* _DATA TO EXAMINE_:
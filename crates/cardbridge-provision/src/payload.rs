// SPDX-License-Identifier: PMPL-1.0-or-later
// Copyright (c) 2026 Jonathan D.A. Jewell (hyperpolymath) <jonathan.jewell@open.ac.uk>
//
// Wire forms for the binding-material and activation-material payloads.
//
// Every binary field crossing a boundary — the bridge event channel or the
// tokenization HTTP call — is standard base64. Certificate chain order is
// significant and preserved through every encode/decode.

use base64::engine::general_purpose::STANDARD as BASE64;
use base64::Engine as _;
use serde::{Deserialize, Serialize};

use cardbridge_core::error::{CardBridgeError, Result};
use cardbridge_core::types::{ActivationMaterial, BindingMaterial};

/// Binding material as it travels over the bridge event channel.
#[derive(Debug, Clone, PartialEq, Eq, Serialize, Deserialize)]
#[serde(rename_all = "camelCase")]
pub struct BindingMaterialWire {
    pub certificates: Vec<String>,
    pub nonce: String,
    pub nonce_signature: String,
}

/// Encode binding material for the bridge boundary.
pub fn encode_binding_material(material: &BindingMaterial) -> BindingMaterialWire {
    BindingMaterialWire {
        certificates: material
            .certificates
            .iter()
            .map(|cert| BASE64.encode(cert))
            .collect(),
        nonce: BASE64.encode(&material.nonce),
        nonce_signature: BASE64.encode(&material.nonce_signature),
    }
}

/// Decode binding material received over the bridge boundary.
pub fn decode_binding_material(wire: &BindingMaterialWire) -> Result<BindingMaterial> {
    let certificates = wire
        .certificates
        .iter()
        .map(|cert| decode_field("certificates", cert))
        .collect::<Result<Vec<_>>>()?;
    Ok(BindingMaterial {
        certificates,
        nonce: decode_field("nonce", &wire.nonce)?,
        nonce_signature: decode_field("nonce_signature", &wire.nonce_signature)?,
    })
}

/// JSON body POSTed to the issuer tokenization endpoint.
#[derive(Debug, Clone, Serialize, Deserialize)]
pub struct TokenizeRequestBody {
    pub card_id: String,
    pub certificates: Vec<String>,
    pub nonce: String,
    pub nonce_signature: String,
    /// Included only when present and non-empty.
    #[serde(skip_serializing_if = "Option::is_none")]
    pub user_id: Option<String>,
}

impl TokenizeRequestBody {
    pub fn new(card_id: &str, user_id: Option<&str>, material: &BindingMaterial) -> Self {
        let wire = encode_binding_material(material);
        Self {
            card_id: card_id.to_string(),
            certificates: wire.certificates,
            nonce: wire.nonce,
            nonce_signature: wire.nonce_signature,
            user_id: user_id.filter(|id| !id.is_empty()).map(str::to_string),
        }
    }
}

/// Top-level issuer response: `{"data": {...}}`.
#[derive(Debug, Clone, Deserialize)]
pub struct TokenizeResponseBody {
    pub data: ActivationMaterialWire,
}

/// Activation material as base64 text.
///
/// The issuer responds in snake_case; the camelCase aliases accept the
/// same shape from the bridge boundary's `completeProvisioning` call.
#[derive(Debug, Clone, Default, Serialize, Deserialize)]
pub struct ActivationMaterialWire {
    #[serde(default, alias = "activationData")]
    pub activation_data: Option<String>,
    #[serde(default, alias = "encryptedPassData")]
    pub encrypted_pass_data: Option<String>,
    #[serde(default, alias = "ephemeralPublicKey")]
    pub ephemeral_public_key: Option<String>,
}

/// Encode activation material for the wire.
pub fn encode_activation(material: &ActivationMaterial) -> ActivationMaterialWire {
    ActivationMaterialWire {
        activation_data: Some(BASE64.encode(&material.activation_data)),
        encrypted_pass_data: Some(BASE64.encode(&material.encrypted_pass_data)),
        ephemeral_public_key: Some(BASE64.encode(&material.ephemeral_public_key)),
    }
}

/// Decode activation material, requiring all three fields present and
/// non-empty. Any absence or base64 failure is a terminal payload error
/// for the session.
pub fn decode_activation(wire: &ActivationMaterialWire) -> Result<ActivationMaterial> {
    let material = ActivationMaterial {
        activation_data: decode_required("activation_data", wire.activation_data.as_deref())?,
        encrypted_pass_data: decode_required(
            "encrypted_pass_data",
            wire.encrypted_pass_data.as_deref(),
        )?,
        ephemeral_public_key: decode_required(
            "ephemeral_public_key",
            wire.ephemeral_public_key.as_deref(),
        )?,
    };
    Ok(material)
}

fn decode_required(field: &'static str, value: Option<&str>) -> Result<Vec<u8>> {
    let value = value
        .filter(|v| !v.is_empty())
        .ok_or(CardBridgeError::InvalidPayload(format!("missing {field}")))?;
    let bytes = decode_field(field, value)?;
    if bytes.is_empty() {
        return Err(CardBridgeError::InvalidPayload(format!("empty {field}")));
    }
    Ok(bytes)
}

fn decode_field(field: &'static str, value: &str) -> Result<Vec<u8>> {
    BASE64
        .decode(value)
        .map_err(|e| CardBridgeError::InvalidPayload(format!("bad base64 in {field}: {e}")))
}

#[cfg(test)]
mod tests {
    use super::*;

    fn material(cert_count: usize) -> BindingMaterial {
        BindingMaterial {
            certificates: (0..cert_count)
                .map(|i| vec![i as u8, 0xAB, 0xCD, i as u8])
                .collect(),
            nonce: vec![0x01, 0x02, 0x03],
            nonce_signature: vec![0xFF, 0xFE],
        }
    }

    #[test]
    fn binding_material_round_trips() {
        for count in [0, 1, 3] {
            let original = material(count);
            let wire = encode_binding_material(&original);
            let decoded = decode_binding_material(&wire).unwrap();
            assert_eq!(decoded, original, "round trip with {count} certificates");
        }
    }

    #[test]
    fn certificate_order_is_preserved() {
        let original = BindingMaterial {
            certificates: vec![b"leaf".to_vec(), b"intermediate".to_vec(), b"root".to_vec()],
            nonce: vec![1],
            nonce_signature: vec![2],
        };
        let decoded = decode_binding_material(&encode_binding_material(&original)).unwrap();
        assert_eq!(decoded.certificates[0], b"leaf");
        assert_eq!(decoded.certificates[2], b"root");
    }

    #[test]
    fn bad_base64_in_binding_material_is_rejected() {
        let wire = BindingMaterialWire {
            certificates: vec!["%%%not-base64%%%".into()],
            nonce: BASE64.encode([1u8]),
            nonce_signature: BASE64.encode([2u8]),
        };
        assert!(matches!(
            decode_binding_material(&wire),
            Err(CardBridgeError::InvalidPayload(_))
        ));
    }

    #[test]
    fn user_id_omitted_when_absent() {
        let body = TokenizeRequestBody::new("crd-1", None, &material(1));
        let json = serde_json::to_value(&body).unwrap();
        assert!(json.get("user_id").is_none());
        assert_eq!(json["card_id"], "crd-1");

        let body = TokenizeRequestBody::new("crd-1", Some(""), &material(1));
        let json = serde_json::to_value(&body).unwrap();
        assert!(json.get("user_id").is_none());

        let body = TokenizeRequestBody::new("crd-1", Some("usr-7"), &material(1));
        let json = serde_json::to_value(&body).unwrap();
        assert_eq!(json["user_id"], "usr-7");
    }

    #[test]
    fn activation_round_trips() {
        let original = ActivationMaterial {
            activation_data: b"activation".to_vec(),
            encrypted_pass_data: b"pass-data".to_vec(),
            ephemeral_public_key: b"pubkey".to_vec(),
        };
        let decoded = decode_activation(&encode_activation(&original)).unwrap();
        assert_eq!(decoded, original);
    }

    #[test]
    fn missing_encrypted_pass_data_is_invalid_payload() {
        let mut wire = encode_activation(&ActivationMaterial {
            activation_data: b"a".to_vec(),
            encrypted_pass_data: b"b".to_vec(),
            ephemeral_public_key: b"c".to_vec(),
        });
        wire.encrypted_pass_data = None;
        match decode_activation(&wire) {
            Err(CardBridgeError::InvalidPayload(detail)) => {
                assert!(detail.contains("encrypted_pass_data"));
            }
            other => panic!("expected InvalidPayload, got {other:?}"),
        }
    }

    #[test]
    fn camel_case_aliases_accepted_from_bridge() {
        let wire: ActivationMaterialWire = serde_json::from_value(serde_json::json!({
            "activationData": BASE64.encode(b"a"),
            "encryptedPassData": BASE64.encode(b"b"),
            "ephemeralPublicKey": BASE64.encode(b"c"),
        }))
        .unwrap();
        let decoded = decode_activation(&wire).unwrap();
        assert_eq!(decoded.activation_data, b"a");
    }

    #[test]
    fn issuer_response_shape_parses() {
        let body: TokenizeResponseBody = serde_json::from_value(serde_json::json!({
            "data": {
                "activation_data": BASE64.encode(b"act"),
                "encrypted_pass_data": BASE64.encode(b"enc"),
                "ephemeral_public_key": BASE64.encode(b"key"),
            }
        }))
        .unwrap();
        let material = decode_activation(&body.data).unwrap();
        assert_eq!(material.ephemeral_public_key, b"key");
    }
}
// SPDX-License-Identifier: PMPL-1.0-or-later
// Copyright (c) 2026 Jonathan D.A. Jewell (hyperpolymath) <jonathan.jewell@open.ac.uk>
//
// Cardbridge — Core types and error definitions shared across all crates.

pub mod config;
pub mod error;
pub mod human_errors;
pub mod types;

pub use config::BridgeConfig;
pub use error::CardBridgeError;
pub use types::*;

* _THE PROBLEM_:
Could you copy exactly the lines from the first line of the records above through the line containing "chain order is", both included, and nothing else?

* _EXERCISE SOLUTION_:
filename crates/cardbridge-provision/src/payload.rs
// SPDX-License-Identifier: PMPL-1.0-or-later
// Copyright (c) 2026 Jonathan D.A. Jewell (hyperpolymath) <jonathan.jewell@open.ac.uk>
//
// Wire forms for the binding-material and activation-material payloads.
//
// Every binary field crossing a boundary — the bridge event channel or the
// tokenization HTTP call — is standard base64. Certificate chain order is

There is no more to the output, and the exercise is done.